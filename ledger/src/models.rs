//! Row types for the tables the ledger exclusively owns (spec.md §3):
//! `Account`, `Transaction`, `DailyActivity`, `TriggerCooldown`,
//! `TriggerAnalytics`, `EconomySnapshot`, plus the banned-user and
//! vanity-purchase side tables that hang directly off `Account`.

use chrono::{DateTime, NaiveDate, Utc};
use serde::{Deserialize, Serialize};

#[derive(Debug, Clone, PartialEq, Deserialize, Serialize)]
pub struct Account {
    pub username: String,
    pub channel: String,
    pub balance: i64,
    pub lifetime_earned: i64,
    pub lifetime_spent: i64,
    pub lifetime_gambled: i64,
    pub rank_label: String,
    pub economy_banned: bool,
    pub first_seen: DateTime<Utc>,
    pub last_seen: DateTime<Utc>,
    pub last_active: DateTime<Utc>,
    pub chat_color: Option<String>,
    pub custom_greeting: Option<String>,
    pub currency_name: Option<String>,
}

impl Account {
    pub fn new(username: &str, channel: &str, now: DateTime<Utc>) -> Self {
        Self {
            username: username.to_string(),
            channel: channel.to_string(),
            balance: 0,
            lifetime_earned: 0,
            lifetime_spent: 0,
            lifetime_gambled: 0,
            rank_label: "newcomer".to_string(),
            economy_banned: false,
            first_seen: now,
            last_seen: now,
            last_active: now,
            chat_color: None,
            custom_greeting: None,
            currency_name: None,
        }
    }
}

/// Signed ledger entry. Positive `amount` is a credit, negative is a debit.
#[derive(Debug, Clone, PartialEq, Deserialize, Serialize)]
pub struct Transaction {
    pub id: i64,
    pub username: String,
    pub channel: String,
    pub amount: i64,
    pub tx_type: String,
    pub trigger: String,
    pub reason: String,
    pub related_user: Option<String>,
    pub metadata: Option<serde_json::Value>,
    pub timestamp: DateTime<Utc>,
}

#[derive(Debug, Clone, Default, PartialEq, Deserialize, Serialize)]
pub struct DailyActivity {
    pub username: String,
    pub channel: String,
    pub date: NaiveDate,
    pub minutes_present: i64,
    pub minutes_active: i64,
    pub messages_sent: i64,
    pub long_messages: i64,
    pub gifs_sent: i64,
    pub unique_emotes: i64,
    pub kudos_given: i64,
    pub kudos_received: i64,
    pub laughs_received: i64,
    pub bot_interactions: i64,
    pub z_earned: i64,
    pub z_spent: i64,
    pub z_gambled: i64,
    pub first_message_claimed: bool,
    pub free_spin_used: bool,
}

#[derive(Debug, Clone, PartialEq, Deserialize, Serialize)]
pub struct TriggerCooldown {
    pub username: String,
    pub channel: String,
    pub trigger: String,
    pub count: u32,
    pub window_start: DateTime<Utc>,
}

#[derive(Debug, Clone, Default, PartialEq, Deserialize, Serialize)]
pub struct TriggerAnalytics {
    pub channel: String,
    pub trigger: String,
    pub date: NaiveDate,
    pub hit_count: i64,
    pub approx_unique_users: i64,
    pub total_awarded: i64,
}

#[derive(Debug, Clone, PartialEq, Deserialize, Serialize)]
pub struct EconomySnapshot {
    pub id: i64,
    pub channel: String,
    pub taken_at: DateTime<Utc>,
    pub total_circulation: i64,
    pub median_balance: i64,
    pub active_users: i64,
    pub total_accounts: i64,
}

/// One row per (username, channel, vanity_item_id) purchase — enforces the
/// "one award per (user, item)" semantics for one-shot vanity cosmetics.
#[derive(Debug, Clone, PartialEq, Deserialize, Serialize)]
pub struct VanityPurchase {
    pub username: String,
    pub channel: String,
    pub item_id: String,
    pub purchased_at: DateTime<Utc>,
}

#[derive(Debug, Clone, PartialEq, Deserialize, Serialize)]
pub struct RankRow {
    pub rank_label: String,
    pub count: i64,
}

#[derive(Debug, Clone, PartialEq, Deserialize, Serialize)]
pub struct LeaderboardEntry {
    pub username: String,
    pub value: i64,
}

══════

§ WHAT YOU ARE ASKED TO DO
Whenever the word "TriggerCooldown" occurs in a line of the listing above, return that line.

§ ANSWER BOX
//! `Account`, `Transaction`, `DailyActivity`, `TriggerCooldown`,
pub struct TriggerCooldown {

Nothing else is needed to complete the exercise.